_WHAT IS NEEDED:_
Look through the material below and report every line that includes "edge".

_THE INPUT:_
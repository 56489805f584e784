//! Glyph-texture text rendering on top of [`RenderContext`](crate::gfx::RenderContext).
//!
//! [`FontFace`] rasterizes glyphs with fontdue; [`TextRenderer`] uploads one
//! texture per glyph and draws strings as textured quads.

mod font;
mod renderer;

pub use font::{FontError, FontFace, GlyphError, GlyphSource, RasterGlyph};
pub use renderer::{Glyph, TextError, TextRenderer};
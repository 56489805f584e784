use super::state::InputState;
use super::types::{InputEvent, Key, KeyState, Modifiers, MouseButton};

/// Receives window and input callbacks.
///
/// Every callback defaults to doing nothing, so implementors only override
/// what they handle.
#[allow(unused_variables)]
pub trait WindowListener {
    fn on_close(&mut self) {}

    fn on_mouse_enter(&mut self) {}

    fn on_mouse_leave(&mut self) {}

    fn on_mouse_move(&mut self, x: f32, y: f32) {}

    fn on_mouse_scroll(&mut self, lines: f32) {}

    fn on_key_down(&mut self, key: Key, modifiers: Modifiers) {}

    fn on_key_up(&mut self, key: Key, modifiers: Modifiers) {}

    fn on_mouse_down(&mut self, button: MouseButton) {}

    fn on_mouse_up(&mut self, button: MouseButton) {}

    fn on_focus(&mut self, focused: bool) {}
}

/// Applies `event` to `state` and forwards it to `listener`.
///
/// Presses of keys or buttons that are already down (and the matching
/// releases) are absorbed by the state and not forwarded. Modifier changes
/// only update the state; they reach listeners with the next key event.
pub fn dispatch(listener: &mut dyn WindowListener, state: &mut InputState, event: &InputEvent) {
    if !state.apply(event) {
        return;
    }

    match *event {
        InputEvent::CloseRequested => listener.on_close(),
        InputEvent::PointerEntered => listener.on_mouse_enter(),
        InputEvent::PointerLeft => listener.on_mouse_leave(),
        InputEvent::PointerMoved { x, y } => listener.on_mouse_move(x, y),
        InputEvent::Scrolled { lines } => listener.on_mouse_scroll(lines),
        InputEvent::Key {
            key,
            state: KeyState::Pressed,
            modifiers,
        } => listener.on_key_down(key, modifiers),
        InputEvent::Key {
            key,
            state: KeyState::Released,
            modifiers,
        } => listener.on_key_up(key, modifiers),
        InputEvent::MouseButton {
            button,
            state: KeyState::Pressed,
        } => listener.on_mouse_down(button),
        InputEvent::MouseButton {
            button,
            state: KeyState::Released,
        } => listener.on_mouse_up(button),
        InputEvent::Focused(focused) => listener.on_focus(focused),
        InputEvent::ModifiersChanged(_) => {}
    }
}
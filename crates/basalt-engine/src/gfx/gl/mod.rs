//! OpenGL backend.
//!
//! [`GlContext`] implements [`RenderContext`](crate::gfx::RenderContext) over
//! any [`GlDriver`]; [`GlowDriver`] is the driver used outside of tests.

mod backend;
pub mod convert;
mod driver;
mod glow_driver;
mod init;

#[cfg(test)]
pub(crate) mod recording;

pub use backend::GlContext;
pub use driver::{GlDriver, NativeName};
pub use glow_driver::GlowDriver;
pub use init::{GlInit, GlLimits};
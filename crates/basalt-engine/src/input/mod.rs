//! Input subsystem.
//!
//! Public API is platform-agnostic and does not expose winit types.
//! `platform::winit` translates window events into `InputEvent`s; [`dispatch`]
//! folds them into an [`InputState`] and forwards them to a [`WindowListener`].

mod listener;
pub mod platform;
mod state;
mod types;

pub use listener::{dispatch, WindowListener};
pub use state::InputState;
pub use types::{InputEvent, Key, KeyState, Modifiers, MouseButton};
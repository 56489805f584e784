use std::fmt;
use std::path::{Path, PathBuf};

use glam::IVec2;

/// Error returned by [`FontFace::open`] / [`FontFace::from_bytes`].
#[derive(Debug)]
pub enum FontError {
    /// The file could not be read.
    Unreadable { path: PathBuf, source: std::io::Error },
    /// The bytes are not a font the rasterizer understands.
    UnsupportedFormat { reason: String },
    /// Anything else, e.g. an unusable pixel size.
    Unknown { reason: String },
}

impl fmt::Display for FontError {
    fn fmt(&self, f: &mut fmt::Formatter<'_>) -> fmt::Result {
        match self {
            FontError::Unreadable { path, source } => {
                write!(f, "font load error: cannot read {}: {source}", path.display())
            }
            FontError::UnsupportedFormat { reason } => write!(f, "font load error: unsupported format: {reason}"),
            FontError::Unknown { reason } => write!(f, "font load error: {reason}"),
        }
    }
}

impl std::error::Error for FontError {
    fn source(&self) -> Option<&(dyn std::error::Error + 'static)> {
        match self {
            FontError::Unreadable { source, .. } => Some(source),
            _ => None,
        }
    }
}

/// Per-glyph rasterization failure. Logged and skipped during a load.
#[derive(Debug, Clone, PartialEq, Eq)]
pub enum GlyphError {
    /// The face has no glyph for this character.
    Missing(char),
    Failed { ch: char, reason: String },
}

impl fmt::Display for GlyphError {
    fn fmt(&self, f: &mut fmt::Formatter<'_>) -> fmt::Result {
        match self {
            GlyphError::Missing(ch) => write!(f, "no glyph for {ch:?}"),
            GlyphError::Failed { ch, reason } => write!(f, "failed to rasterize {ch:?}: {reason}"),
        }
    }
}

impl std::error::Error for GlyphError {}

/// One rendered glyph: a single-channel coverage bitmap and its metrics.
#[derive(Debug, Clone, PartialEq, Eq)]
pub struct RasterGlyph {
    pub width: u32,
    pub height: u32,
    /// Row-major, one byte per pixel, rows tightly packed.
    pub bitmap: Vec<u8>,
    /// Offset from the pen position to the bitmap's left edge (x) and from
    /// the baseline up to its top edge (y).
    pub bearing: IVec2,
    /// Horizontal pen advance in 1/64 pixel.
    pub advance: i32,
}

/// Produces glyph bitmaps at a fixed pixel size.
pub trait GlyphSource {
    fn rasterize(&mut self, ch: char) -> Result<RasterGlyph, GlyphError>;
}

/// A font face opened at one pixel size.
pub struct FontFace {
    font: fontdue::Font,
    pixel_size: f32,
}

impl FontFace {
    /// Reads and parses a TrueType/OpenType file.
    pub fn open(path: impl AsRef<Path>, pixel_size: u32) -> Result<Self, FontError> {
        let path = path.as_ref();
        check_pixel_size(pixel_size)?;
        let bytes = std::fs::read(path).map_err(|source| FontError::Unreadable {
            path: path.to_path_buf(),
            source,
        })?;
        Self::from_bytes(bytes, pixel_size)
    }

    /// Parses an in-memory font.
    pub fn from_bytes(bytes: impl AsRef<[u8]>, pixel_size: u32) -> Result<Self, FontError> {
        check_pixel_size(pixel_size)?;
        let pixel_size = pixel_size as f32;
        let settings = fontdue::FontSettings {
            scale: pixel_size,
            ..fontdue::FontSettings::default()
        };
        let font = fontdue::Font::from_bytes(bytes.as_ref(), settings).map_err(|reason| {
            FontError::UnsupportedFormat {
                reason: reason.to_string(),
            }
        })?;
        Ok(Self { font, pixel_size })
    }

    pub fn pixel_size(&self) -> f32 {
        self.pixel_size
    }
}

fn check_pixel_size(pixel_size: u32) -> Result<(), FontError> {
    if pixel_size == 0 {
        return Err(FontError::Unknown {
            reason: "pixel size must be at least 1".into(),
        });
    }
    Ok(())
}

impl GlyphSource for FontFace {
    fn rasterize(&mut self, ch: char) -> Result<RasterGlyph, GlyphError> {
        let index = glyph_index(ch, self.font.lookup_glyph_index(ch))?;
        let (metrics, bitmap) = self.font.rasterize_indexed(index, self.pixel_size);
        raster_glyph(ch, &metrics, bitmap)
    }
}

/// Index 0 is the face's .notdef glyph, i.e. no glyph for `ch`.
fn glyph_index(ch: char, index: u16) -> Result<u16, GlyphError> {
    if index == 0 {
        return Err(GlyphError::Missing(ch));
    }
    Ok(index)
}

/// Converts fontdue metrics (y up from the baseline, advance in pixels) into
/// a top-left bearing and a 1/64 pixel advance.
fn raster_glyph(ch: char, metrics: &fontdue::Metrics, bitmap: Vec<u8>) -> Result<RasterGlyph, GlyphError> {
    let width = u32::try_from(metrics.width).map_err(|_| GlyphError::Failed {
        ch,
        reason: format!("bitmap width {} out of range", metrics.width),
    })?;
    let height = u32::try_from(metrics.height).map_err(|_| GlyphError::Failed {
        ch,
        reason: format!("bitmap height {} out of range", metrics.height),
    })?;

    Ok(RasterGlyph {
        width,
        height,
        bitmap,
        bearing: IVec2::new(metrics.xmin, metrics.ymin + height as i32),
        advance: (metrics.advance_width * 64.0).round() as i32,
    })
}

_YOUR RESPONSE:_
    /// Offset from the pen position to the bitmap's left edge (x) and from
    /// the baseline up to its top edge (y).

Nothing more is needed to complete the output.